● **PROBLEM**
Would you restate all the data that follows, word for word?

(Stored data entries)

-- Opening Marker --

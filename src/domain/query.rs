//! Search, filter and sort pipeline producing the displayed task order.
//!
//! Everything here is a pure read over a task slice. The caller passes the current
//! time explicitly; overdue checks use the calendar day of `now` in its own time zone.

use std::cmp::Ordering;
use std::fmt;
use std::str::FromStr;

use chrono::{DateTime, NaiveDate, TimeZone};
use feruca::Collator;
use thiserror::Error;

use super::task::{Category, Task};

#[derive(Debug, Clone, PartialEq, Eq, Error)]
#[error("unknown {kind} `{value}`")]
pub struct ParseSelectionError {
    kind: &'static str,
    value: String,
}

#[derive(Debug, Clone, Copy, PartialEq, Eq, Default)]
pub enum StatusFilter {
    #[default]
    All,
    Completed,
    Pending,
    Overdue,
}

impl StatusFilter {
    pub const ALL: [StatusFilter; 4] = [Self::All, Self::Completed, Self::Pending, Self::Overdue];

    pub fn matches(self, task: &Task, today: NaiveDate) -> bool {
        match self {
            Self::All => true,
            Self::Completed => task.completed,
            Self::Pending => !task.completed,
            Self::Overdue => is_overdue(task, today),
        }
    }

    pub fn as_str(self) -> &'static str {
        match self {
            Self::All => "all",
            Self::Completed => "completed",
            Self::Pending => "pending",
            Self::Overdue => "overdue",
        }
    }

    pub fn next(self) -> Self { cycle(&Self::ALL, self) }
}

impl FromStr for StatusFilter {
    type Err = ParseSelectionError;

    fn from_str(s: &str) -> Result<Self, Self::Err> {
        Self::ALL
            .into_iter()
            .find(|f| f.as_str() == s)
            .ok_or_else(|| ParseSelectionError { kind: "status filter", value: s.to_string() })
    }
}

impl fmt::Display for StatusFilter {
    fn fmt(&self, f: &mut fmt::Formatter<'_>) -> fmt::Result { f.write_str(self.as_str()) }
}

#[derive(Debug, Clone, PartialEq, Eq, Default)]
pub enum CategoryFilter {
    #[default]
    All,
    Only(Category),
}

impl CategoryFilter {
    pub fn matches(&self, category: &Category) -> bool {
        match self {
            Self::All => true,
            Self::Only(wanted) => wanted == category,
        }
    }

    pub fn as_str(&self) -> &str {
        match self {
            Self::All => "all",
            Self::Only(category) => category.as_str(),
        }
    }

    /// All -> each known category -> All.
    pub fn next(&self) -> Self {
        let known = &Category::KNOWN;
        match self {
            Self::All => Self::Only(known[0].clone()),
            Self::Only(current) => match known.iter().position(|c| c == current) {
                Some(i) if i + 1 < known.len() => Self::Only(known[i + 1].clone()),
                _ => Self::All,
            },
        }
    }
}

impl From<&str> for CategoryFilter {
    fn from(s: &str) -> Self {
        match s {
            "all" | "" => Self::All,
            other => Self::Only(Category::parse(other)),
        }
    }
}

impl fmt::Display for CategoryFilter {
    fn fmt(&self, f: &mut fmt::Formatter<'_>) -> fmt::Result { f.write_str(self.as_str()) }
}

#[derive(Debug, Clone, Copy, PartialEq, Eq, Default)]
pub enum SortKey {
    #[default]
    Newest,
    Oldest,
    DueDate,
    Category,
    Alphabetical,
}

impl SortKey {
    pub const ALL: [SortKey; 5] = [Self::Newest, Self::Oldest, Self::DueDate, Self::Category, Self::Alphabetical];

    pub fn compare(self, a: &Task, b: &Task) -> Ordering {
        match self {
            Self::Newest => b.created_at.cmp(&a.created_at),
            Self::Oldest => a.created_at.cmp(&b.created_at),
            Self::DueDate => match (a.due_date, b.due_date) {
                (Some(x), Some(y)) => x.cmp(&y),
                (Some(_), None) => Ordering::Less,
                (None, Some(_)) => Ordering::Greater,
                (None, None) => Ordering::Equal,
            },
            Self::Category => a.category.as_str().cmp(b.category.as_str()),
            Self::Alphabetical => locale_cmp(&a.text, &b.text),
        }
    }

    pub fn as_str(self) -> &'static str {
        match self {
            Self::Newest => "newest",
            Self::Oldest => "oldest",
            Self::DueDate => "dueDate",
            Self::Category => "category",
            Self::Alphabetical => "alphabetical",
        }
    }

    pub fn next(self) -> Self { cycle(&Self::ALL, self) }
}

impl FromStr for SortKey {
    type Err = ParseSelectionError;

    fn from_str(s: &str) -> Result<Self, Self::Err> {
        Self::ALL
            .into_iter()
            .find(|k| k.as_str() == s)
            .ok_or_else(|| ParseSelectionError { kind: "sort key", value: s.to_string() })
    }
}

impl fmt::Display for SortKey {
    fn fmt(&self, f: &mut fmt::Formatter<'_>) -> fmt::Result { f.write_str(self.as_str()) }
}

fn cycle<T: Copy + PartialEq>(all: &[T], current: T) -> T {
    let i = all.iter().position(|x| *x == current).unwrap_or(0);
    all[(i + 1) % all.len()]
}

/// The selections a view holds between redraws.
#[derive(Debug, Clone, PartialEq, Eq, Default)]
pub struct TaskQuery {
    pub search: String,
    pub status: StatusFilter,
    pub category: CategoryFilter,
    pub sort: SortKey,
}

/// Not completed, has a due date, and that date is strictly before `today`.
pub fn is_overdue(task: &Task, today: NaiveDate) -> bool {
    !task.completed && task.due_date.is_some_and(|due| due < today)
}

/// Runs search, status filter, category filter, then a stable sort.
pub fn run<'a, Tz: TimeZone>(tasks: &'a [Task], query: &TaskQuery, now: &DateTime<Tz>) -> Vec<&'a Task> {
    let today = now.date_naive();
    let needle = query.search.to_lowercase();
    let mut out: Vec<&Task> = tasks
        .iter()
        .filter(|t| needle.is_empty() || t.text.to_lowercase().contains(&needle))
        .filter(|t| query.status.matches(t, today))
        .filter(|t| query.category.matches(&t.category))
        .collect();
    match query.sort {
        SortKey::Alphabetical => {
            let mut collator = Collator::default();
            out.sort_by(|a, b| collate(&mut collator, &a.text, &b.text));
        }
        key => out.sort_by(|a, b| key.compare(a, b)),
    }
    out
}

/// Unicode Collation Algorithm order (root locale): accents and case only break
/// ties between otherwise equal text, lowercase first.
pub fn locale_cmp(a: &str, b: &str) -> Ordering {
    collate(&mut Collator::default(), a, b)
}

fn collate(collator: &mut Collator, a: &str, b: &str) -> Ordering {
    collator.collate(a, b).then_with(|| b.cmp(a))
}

-- Closing Marker --

● **OUTPUT BELOW**
filename src/domain/query.rs
//! Search, filter and sort pipeline producing the displayed task order.
//!
//! Everything here is a pure read over a task slice. The caller passes the current
//! time explicitly; overdue checks use the calendar day of `now` in its own time zone.

use std::cmp::Ordering;
use std::fmt;
use std::str::FromStr;

use chrono::{DateTime, NaiveDate, TimeZone};
use feruca::Collator;
use thiserror::Error;

use super::task::{Category, Task};

#[derive(Debug, Clone, PartialEq, Eq, Error)]
#[error("unknown {kind} `{value}`")]
pub struct ParseSelectionError {
    kind: &'static str,
    value: String,
}

#[derive(Debug, Clone, Copy, PartialEq, Eq, Default)]
pub enum StatusFilter {
    #[default]
    All,
    Completed,
    Pending,
    Overdue,
}

impl StatusFilter {
    pub const ALL: [StatusFilter; 4] = [Self::All, Self::Completed, Self::Pending, Self::Overdue];

    pub fn matches(self, task: &Task, today: NaiveDate) -> bool {
        match self {
            Self::All => true,
            Self::Completed => task.completed,
            Self::Pending => !task.completed,
            Self::Overdue => is_overdue(task, today),
        }
    }

    pub fn as_str(self) -> &'static str {
        match self {
            Self::All => "all",
            Self::Completed => "completed",
            Self::Pending => "pending",
            Self::Overdue => "overdue",
        }
    }

    pub fn next(self) -> Self { cycle(&Self::ALL, self) }
}

impl FromStr for StatusFilter {
    type Err = ParseSelectionError;

    fn from_str(s: &str) -> Result<Self, Self::Err> {
        Self::ALL
            .into_iter()
            .find(|f| f.as_str() == s)
            .ok_or_else(|| ParseSelectionError { kind: "status filter", value: s.to_string() })
    }
}

impl fmt::Display for StatusFilter {
    fn fmt(&self, f: &mut fmt::Formatter<'_>) -> fmt::Result { f.write_str(self.as_str()) }
}

#[derive(Debug, Clone, PartialEq, Eq, Default)]
pub enum CategoryFilter {
    #[default]
    All,
    Only(Category),
}

impl CategoryFilter {
    pub fn matches(&self, category: &Category) -> bool {
        match self {
            Self::All => true,
            Self::Only(wanted) => wanted == category,
        }
    }

    pub fn as_str(&self) -> &str {
        match self {
            Self::All => "all",
            Self::Only(category) => category.as_str(),
        }
    }

    /// All -> each known category -> All.
    pub fn next(&self) -> Self {
        let known = &Category::KNOWN;
        match self {
            Self::All => Self::Only(known[0].clone()),
            Self::Only(current) => match known.iter().position(|c| c == current) {
                Some(i) if i + 1 < known.len() => Self::Only(known[i + 1].clone()),
                _ => Self::All,
            },
        }
    }
}

impl From<&str> for CategoryFilter {
    fn from(s: &str) -> Self {
        match s {
            "all" | "" => Self::All,
            other => Self::Only(Category::parse(other)),
        }
    }
}

impl fmt::Display for CategoryFilter {
    fn fmt(&self, f: &mut fmt::Formatter<'_>) -> fmt::Result { f.write_str(self.as_str()) }
}

#[derive(Debug, Clone, Copy, PartialEq, Eq, Default)]
pub enum SortKey {
    #[default]
    Newest,
    Oldest,
    DueDate,
    Category,
    Alphabetical,
}

impl SortKey {
    pub const ALL: [SortKey; 5] = [Self::Newest, Self::Oldest, Self::DueDate, Self::Category, Self::Alphabetical];

    pub fn compare(self, a: &Task, b: &Task) -> Ordering {
        match self {
            Self::Newest => b.created_at.cmp(&a.created_at),
            Self::Oldest => a.created_at.cmp(&b.created_at),
            Self::DueDate => match (a.due_date, b.due_date) {
                (Some(x), Some(y)) => x.cmp(&y),
                (Some(_), None) => Ordering::Less,
                (None, Some(_)) => Ordering::Greater,
                (None, None) => Ordering::Equal,
            },
            Self::Category => a.category.as_str().cmp(b.category.as_str()),
            Self::Alphabetical => locale_cmp(&a.text, &b.text),
        }
    }

    pub fn as_str(self) -> &'static str {
        match self {
            Self::Newest => "newest",
            Self::Oldest => "oldest",
            Self::DueDate => "dueDate",
            Self::Category => "category",
            Self::Alphabetical => "alphabetical",
        }
    }

    pub fn next(self) -> Self { cycle(&Self::ALL, self) }
}

impl FromStr for SortKey {
    type Err = ParseSelectionError;

    fn from_str(s: &str) -> Result<Self, Self::Err> {
        Self::ALL
            .into_iter()
            .find(|k| k.as_str() == s)
            .ok_or_else(|| ParseSelectionError { kind: "sort key", value: s.to_string() })
    }
}

impl fmt::Display for SortKey {
    fn fmt(&self, f: &mut fmt::Formatter<'_>) -> fmt::Result { f.write_str(self.as_str()) }
}

fn cycle<T: Copy + PartialEq>(all: &[T], current: T) -> T {
    let i = all.iter().position(|x| *x == current).unwrap_or(0);
    all[(i + 1) % all.len()]
}

/// The selections a view holds between redraws.
#[derive(Debug, Clone, PartialEq, Eq, Default)]
pub struct TaskQuery {
    pub search: String,
    pub status: StatusFilter,
    pub category: CategoryFilter,
    pub sort: SortKey,
}

/// Not completed, has a due date, and that date is strictly before `today`.
pub fn is_overdue(task: &Task, today: NaiveDate) -> bool {
    !task.completed && task.due_date.is_some_and(|due| due < today)
}

/// Runs search, status filter, category filter, then a stable sort.
pub fn run<'a, Tz: TimeZone>(tasks: &'a [Task], query: &TaskQuery, now: &DateTime<Tz>) -> Vec<&'a Task> {
    let today = now.date_naive();
    let needle = query.search.to_lowercase();
    let mut out: Vec<&Task> = tasks
        .iter()
        .filter(|t| needle.is_empty() || t.text.to_lowercase().contains(&needle))
        .filter(|t| query.status.matches(t, today))
        .filter(|t| query.category.matches(&t.category))
        .collect();
    match query.sort {
        SortKey::Alphabetical => {
            let mut collator = Collator::default();
            out.sort_by(|a, b| collate(&mut collator, &a.text, &b.text));
        }
        key => out.sort_by(|a, b| key.compare(a, b)),
    }
    out
}

/// Unicode Collation Algorithm order (root locale): accents and case only break
/// ties between otherwise equal text, lowercase first.
pub fn locale_cmp(a: &str, b: &str) -> Ordering {
    collate(&mut Collator::default(), a, b)
}

fn collate(collator: &mut Collator, a: &str, b: &str) -> Ordering {
    collator.collate(a, b).then_with(|| b.cmp(a))
}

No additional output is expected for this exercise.